The new Board of Variance will go out tomorrow morning at 9 AM to visit development sites, and then sit at 1:30 in a small City Hall office to decide the fate of many backlogged appeal cases.
| The new members are Marguerite Ford, a former TEAM city councilor, a prominent member of NPA Mayor Sam Sullivan’s anti-wards coalition during the referendum on wards in 2004, and chair of the communications committee for the Vancouver Board of Trade; Alex Lam, a BC Hydro engineer who finished his first three-year stint as a member of the Board of Variance only last year (and incidentally is therefore a big part of the reason for current cost overruns at the Board of Variance, the stated reason the present board was fired); Jagdev Dhillon, a planning professional in Abbotsford; Francesco Zumpano, a former
| chair of planning in Burnaby; and Parveen Adrakar, a south Vancouver realtor who finished a six year term as a member of the Board of Variance in 1999.

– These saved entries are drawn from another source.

//! `flowmill` entry point.
//!
//! Sub-commands:
//! - `serve`    — start the orchestration service (API + engine + scheduler).
//! - `migrate`  — run pending database migrations and exit.
//! - `validate` — validate a workflow JSON file without touching the server.

use std::path::PathBuf;
use std::sync::Arc;

use clap::{Parser, Subcommand};
use nodes::NodeRegistry;
use service::{AppConfig, AppContext};
use tracing::{error, info};
use tracing_subscriber::EnvFilter;

#[derive(Parser)]
#[command(name = "flowmill", about = "Workflow orchestration service", version)]
struct Cli {
    #[command(subcommand)]
    command: Command,
}

#[derive(Subcommand)]
enum Command {
    /// Start the API server, engine, and scheduler.
    Serve,
    /// Run pending database migrations.
    Migrate {
        #[arg(long, env = "DATABASE_URL")]
        database_url: Option<String>,
    },
    /// Validate a workflow definition JSON file.
    Validate {
        /// Path to the workflow JSON file.
        path: PathBuf,
    },
}

#[tokio::main]
async fn main() {
    tracing_subscriber::fmt()
        .with_env_filter(EnvFilter::try_from_default_env().unwrap_or_else(|_| "info".into()))
        .init();

    let cli = Cli::parse();

    match cli.command {
        Command::Serve => serve().await,
        Command::Migrate { database_url } => migrate(database_url).await,
        Command::Validate { path } => validate(&path),
    }
}

async fn serve() {
    let config = AppConfig::from_env();
    info!(port = config.listen_port, database_url = %config.database_url, "starting flowmill");

    let pool = db::pool::create_pool(&config.database_url, config.db_max_connections)
        .await
        .expect("failed to connect to database");
    db::pool::run_migrations(&pool)
        .await
        .expect("failed to run migrations");

    let registry = Arc::new(NodeRegistry::new());
    nodes::builtin::register_builtins(&registry).expect("failed to register built-in plugins");
    info!(plugins = registry.count(), "built-in plugins registered");

    let ctx = AppContext::initialize(config, pool, registry)
        .expect("failed to initialize application context");

    if let Err(e) = api::serve(Arc::clone(&ctx)).await {
        error!(error = %e, "server exited with an error");
    }
    ctx.shutdown().await;
}

async fn migrate(database_url: Option<String>) {
    let database_url = database_url.unwrap_or_else(|| AppConfig::default().database_url);
    info!(%database_url, "running migrations");
    let pool = db::pool::create_pool(&database_url, 2)
        .await
        .expect("failed to connect to database");
    db::pool::run_migrations(&pool)
        .await
        .expect("migration failed");
    info!("migrations applied");
}

fn validate(path: &PathBuf) {
    let content = std::fs::read_to_string(path)
        .unwrap_or_else(|e| panic!("cannot read file {}: {e}", path.display()));

    let workflow: engine::models::Workflow =
        serde_json::from_str(&content).unwrap_or_else(|e| panic!("invalid workflow JSON: {e}"));

    if let Err(e) = workflow.validate() {
        eprintln!("validation failed: {e}");
        std::process::exit(1);
    }
    match engine::validate_dag(&workflow) {
        Ok(order) => {
            println!("workflow is valid; execution order: {order:?}");
        }
        Err(e) => {
            eprintln!("validation failed: {e}");
            std::process::exit(1);
        }
    }
}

Clearly, the new board, comprised of past members of the board and planning professionals, plus an NPA confidante, is expected to arrive at decisions more in favour of the Vancouver City Planning department and the big developers and investors it favours. The fired board was let go one day after overturning the planning department’s passing of a marina proposal put forward by Concord Pacific, on False Creek.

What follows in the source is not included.